Another secondary endpoint, mean total days on intravenous inotrope therapy over the course of the 26-week study, amounted to 28 days in the enoximone-treated group as compared to 49 days in the placebo-treated group (p = 0.049). As patients went beyond 30 days, those weaned with placebo had to be restarted on intravenous inotrope sooner and at a higher rate than patients weaned with enoximone, hence the 43 percent reduction in the mean number of days enoximone patients needed the intravenous treatment.
"I think it's clear these patients were IV-drip dependent, but if you worked hard enough you could probably pull it away from them for up to 30 days," Freytag said. "Eventually the disease catches back up with them again, and enoximone did provide benefit [beyond] that 30-day period."
Safety results also proved encouraging. A total of 38 out of 101 patients died in the enoximone treated group, compared to 31 out of 100 patients in the placebo treated group (p = 0.335), which is neither statistically significant nor enough to alarm Freytag.
"They're at the very end stages of their disease," he said, adding that it's "unlikely any therapy is going to affect their ability to live longer."
The larger question is what the data might mean for Myogen's pivotal Phase III program for enoximone, in which 1,800 with Class III and Class IV heart disease are being studied. Those trials are called ESSENTIAL I and ESSENTIAL II, expected to finish treating patients by the end of this year.
Turner said patients in the EMOTE trial were extremely ill, whereas those in the ESSENTIAL studies are "still quite ill, but not as extreme as was the case with EMOTE. In ESSENTIAL, we're trying to maintain all background therapy, and assess the affects of enoximone on top" of beta-blockers and other therapies.
Is the post-30-day benefit of the drug in sicker, EMOTE patients an indicator that even more benefit is due for less-ill, ESSENTIAL patients, who are getting the same 25-mg and 50-mg doses?
"I'm not sure that it is, frankly," Turner said. "The trial designs are very different." What the EMOTE trial does show, he said, is that the drug is safe and efficacious when used in the low dose they've been developing.
"This class of drugs has been developed in the past at higher doses," and safety problems developed, Turner said. Although the EMOTE trial is not huge, the study "does give us some insight into what's going on."
Freytag cautioned that the company has had the preliminary data for "only a short period of time," and analysis is ongoing. Myogen already markets the intravenous formulation of enoximone, Perfan I.V., for acute decompensated heart failure.

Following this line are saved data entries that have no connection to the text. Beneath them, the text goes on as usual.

//! File I/O utilities with atomic writes
//!
//! Provides safe whole-file JSON operations. A missing file reads as the
//! default (empty) value; a malformed file is a hard error that propagates
//! to the caller.

use std::fs::{self, File};
use std::io::{BufReader, BufWriter, Write};
use std::path::Path;

use serde::{de::DeserializeOwned, Serialize};

use crate::error::SplitpoolError;

/// Read JSON from a file, returning a default value if file doesn't exist
pub fn read_json<T, P>(path: P) -> Result<T, SplitpoolError>
where
    T: DeserializeOwned + Default,
    P: AsRef<Path>,
{
    let path = path.as_ref();

    if !path.exists() {
        return Ok(T::default());
    }

    let file = File::open(path)
        .map_err(|e| SplitpoolError::Storage(format!("Failed to open {}: {}", path.display(), e)))?;

    let reader = BufReader::new(file);
    serde_json::from_reader(reader)
        .map_err(|e| SplitpoolError::Storage(format!("Failed to parse {}: {}", path.display(), e)))
}

/// Write JSON to a file atomically (write to temp, then rename)
///
/// The file is either completely written or not modified at all.
pub fn write_json_atomic<T, P>(path: P, data: &T) -> Result<(), SplitpoolError>
where
    T: Serialize,
    P: AsRef<Path>,
{
    let path = path.as_ref();

    // Ensure parent directory exists
    if let Some(parent) = path.parent() {
        fs::create_dir_all(parent).map_err(|e| {
            SplitpoolError::Storage(format!(
                "Failed to create directory {}: {}",
                parent.display(),
                e
            ))
        })?;
    }

    // Create temp file in same directory (important for atomic rename)
    let temp_path = path.with_extension("json.tmp");

    // Write to temp file
    let file = File::create(&temp_path)
        .map_err(|e| SplitpoolError::Storage(format!("Failed to create temp file: {}", e)))?;

    let mut writer = BufWriter::new(file);
    serde_json::to_writer_pretty(&mut writer, data)
        .map_err(|e| SplitpoolError::Storage(format!("Failed to serialize data: {}", e)))?;

    writer
        .flush()
        .map_err(|e| SplitpoolError::Storage(format!("Failed to flush data: {}", e)))?;

    // Sync to disk before rename
    writer
        .get_ref()
        .sync_all()
        .map_err(|e| SplitpoolError::Storage(format!("Failed to sync data: {}", e)))?;

    // Atomic rename
    fs::rename(&temp_path, path).map_err(|e| {
        // Try to clean up temp file if rename fails
        let _ = fs::remove_file(&temp_path);
        SplitpoolError::Storage(format!("Failed to rename temp file: {}", e))
    })?;

    Ok(())
}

The company, which priced its initial public offering at $70 million in October, has two other late-stage products in the pipeline. Myogen in January began enrolling a pair of pivotal Phase III trials for ambrisentan, a Type A selective endothelin receptor antagonist for pulmonary arterial hypertension. The other drug, darusentan, is an ETA selective endothelin receptor antagonist being developed as an oral therapy for patients with uncontrolled hypertension. A Phase IIb trial with darusentan is expected to start this year in patients with resistant hypertension.